◆ What is needed ◆
Lines with the word "NameFilter" in them must be copied from the records below.
--- Excerpted data Enclosed Below ---
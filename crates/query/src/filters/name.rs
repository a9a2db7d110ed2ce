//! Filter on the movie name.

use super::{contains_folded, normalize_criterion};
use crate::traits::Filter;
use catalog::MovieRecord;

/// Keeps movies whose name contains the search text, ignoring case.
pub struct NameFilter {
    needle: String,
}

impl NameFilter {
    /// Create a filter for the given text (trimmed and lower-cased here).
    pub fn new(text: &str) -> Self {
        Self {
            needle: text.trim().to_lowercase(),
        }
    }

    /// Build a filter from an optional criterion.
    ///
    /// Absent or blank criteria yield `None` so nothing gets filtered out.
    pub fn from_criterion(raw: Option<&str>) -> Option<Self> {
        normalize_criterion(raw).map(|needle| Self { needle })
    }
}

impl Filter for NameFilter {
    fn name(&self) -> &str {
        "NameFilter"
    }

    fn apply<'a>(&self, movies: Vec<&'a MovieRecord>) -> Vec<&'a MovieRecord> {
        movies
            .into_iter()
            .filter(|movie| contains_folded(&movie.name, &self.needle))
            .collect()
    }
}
--- End of Enclosed Excerpted data ---
--- Excerpted data Enclosed Below ---
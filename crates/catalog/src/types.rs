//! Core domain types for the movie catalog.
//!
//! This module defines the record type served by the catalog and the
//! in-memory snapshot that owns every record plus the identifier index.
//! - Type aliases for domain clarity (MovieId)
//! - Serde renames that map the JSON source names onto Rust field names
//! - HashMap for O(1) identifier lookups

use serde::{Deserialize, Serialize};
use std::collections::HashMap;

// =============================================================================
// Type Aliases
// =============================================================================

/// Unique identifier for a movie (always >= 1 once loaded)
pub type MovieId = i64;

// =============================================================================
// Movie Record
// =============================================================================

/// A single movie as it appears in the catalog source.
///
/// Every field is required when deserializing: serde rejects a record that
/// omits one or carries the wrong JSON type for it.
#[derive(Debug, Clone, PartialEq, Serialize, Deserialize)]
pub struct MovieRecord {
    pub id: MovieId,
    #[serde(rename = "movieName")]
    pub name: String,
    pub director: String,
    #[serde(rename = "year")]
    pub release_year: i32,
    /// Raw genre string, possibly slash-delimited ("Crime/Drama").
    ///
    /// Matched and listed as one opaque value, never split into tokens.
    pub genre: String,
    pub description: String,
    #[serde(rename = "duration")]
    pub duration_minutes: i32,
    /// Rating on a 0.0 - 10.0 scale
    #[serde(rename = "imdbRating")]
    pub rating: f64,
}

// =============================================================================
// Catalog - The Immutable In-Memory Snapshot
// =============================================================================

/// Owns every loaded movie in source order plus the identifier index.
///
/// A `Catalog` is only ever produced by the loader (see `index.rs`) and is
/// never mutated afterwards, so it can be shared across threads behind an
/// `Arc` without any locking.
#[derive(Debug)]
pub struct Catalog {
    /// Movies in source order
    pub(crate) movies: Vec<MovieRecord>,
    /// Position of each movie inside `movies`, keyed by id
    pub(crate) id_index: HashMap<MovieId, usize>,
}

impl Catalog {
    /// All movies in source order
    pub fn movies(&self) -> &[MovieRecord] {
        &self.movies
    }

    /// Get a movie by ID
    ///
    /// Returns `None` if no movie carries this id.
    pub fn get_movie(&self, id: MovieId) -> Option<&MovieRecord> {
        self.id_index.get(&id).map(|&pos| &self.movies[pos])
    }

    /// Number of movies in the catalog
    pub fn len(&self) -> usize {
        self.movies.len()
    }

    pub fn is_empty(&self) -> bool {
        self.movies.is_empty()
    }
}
--- End of Enclosed Excerpted data ---
◆ Completed exercise ◆
pub struct NameFilter {
impl NameFilter {
impl Filter for NameFilter {
        "NameFilter"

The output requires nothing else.